### WHAT YOU NEED TO DO:
Reproduce exactly the lines below from the one containing "pub fn parse_teacher_criteria(req: &Request)" through the one containing "pub fn client<'a>(state: &'a", including both, and nothing else.

### PROVIDED DATA:
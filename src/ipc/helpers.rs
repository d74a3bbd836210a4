use super::error::err;
use super::types::{AppState, Request, Session};
use crate::coerce::{self, DateOrder};
use crate::remote::SheetClient;
use crate::view::FilterCriteria;

pub fn required_str(req: &Request, key: &str) -> Result<String, serde_json::Value> {
    req.params
        .get(key)
        .and_then(|v| v.as_str())
        .map(|v| v.to_string())
        .ok_or_else(|| err(&req.id, "bad_params", format!("missing {}", key), None))
}

pub fn opt_str(req: &Request, key: &str) -> Option<String> {
    req.params
        .get(key)
        .and_then(|v| v.as_str())
        .map(str::trim)
        .filter(|s| !s.is_empty())
        .map(String::from)
}

pub fn required_usize(req: &Request, key: &str) -> Result<usize, serde_json::Value> {
    req.params
        .get(key)
        .and_then(|v| v.as_u64())
        .map(|v| v as usize)
        .ok_or_else(|| {
            err(
                &req.id,
                "bad_params",
                format!("{} must be a non-negative integer", key),
                None,
            )
        })
}

/// Exact-match selector; absent, empty, or the "ALL" sentinel all mean
/// "don't filter on this".
pub fn selector(req: &Request, key: &str) -> Option<String> {
    opt_str(req, key).filter(|s| !s.eq_ignore_ascii_case("all"))
}

pub fn parse_sort_key<T: serde::de::DeserializeOwned>(
    req: &Request,
    valid: &str,
) -> Result<T, serde_json::Value> {
    let Some(v) = req.params.get("key") else {
        return Err(err(&req.id, "bad_params", "missing params.key", None));
    };
    serde_json::from_value(v.clone())
        .map_err(|_| err(&req.id, "bad_params", format!("key must be one of: {valid}"), None))
}

/// Criteria for the student table. Malformed date bounds coerce to `None`
/// like every other bad date in the system.
pub fn parse_student_criteria(req: &Request, order: DateOrder) -> FilterCriteria {
    FilterCriteria {
        query: opt_str(req, "query").unwrap_or_default(),
        teacher: selector(req, "teacher"),
        grade: selector(req, "grade"),
        gender: selector(req, "gender"),
        date_from: opt_str(req, "dateFrom").and_then(|s| coerce::parse_date(&s, order)),
        date_to: opt_str(req, "dateTo").and_then(|s| coerce::parse_date(&s, order)),
    }
}

/// The teacher-summary table only filters on name text and gender.
pub fn parse_teacher_criteria(req: &Request) -> FilterCriteria {
    FilterCriteria {
        query: opt_str(req, "query").unwrap_or_default(),
        gender: selector(req, "gender"),
        ..FilterCriteria::default()
    }
}

pub fn client<'a>(state: &'a AppState, req: &Request) -> Result<&'a SheetClient, serde_json::Value> {
    state
        .client
        .as_ref()
        .ok_or_else(|| err(&req.id, "no_service", "call service.connect first", None))
}

pub fn session<'a>(state: &'a AppState, req: &Request) -> Result<&'a Session, serde_json::Value> {
    state
        .session
        .as_ref()
        .ok_or_else(|| err(&req.id, "not_logged_in", "log in first", None))
}

/// Mutating methods are gated locally; a rejected caller never reaches the
/// remote service.
pub fn require_admin(state: &AppState, req: &Request) -> Result<(), serde_json::Value> {
    let s = session(state, req)?;
    if !s.is_admin() {
        return Err(err(
            &req.id,
            "forbidden",
            format!("role '{}' may not modify student records", s.role),
            None,
        ));
    }
    Ok(())
}

/// Handlers assemble a `Result` where both sides are complete responses.
pub fn respond(r: Result<serde_json::Value, serde_json::Value>) -> serde_json::Value {
    r.unwrap_or_else(|e| e)
}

### ANSWER SPACE:
pub fn parse_teacher_criteria(req: &Request) -> FilterCriteria {
    FilterCriteria {
        query: opt_str(req, "query").unwrap_or_default(),
        gender: selector(req, "gender"),
        ..FilterCriteria::default()
    }
}

pub fn client<'a>(state: &'a AppState, req: &Request) -> Result<&'a SheetClient, serde_json::Value> {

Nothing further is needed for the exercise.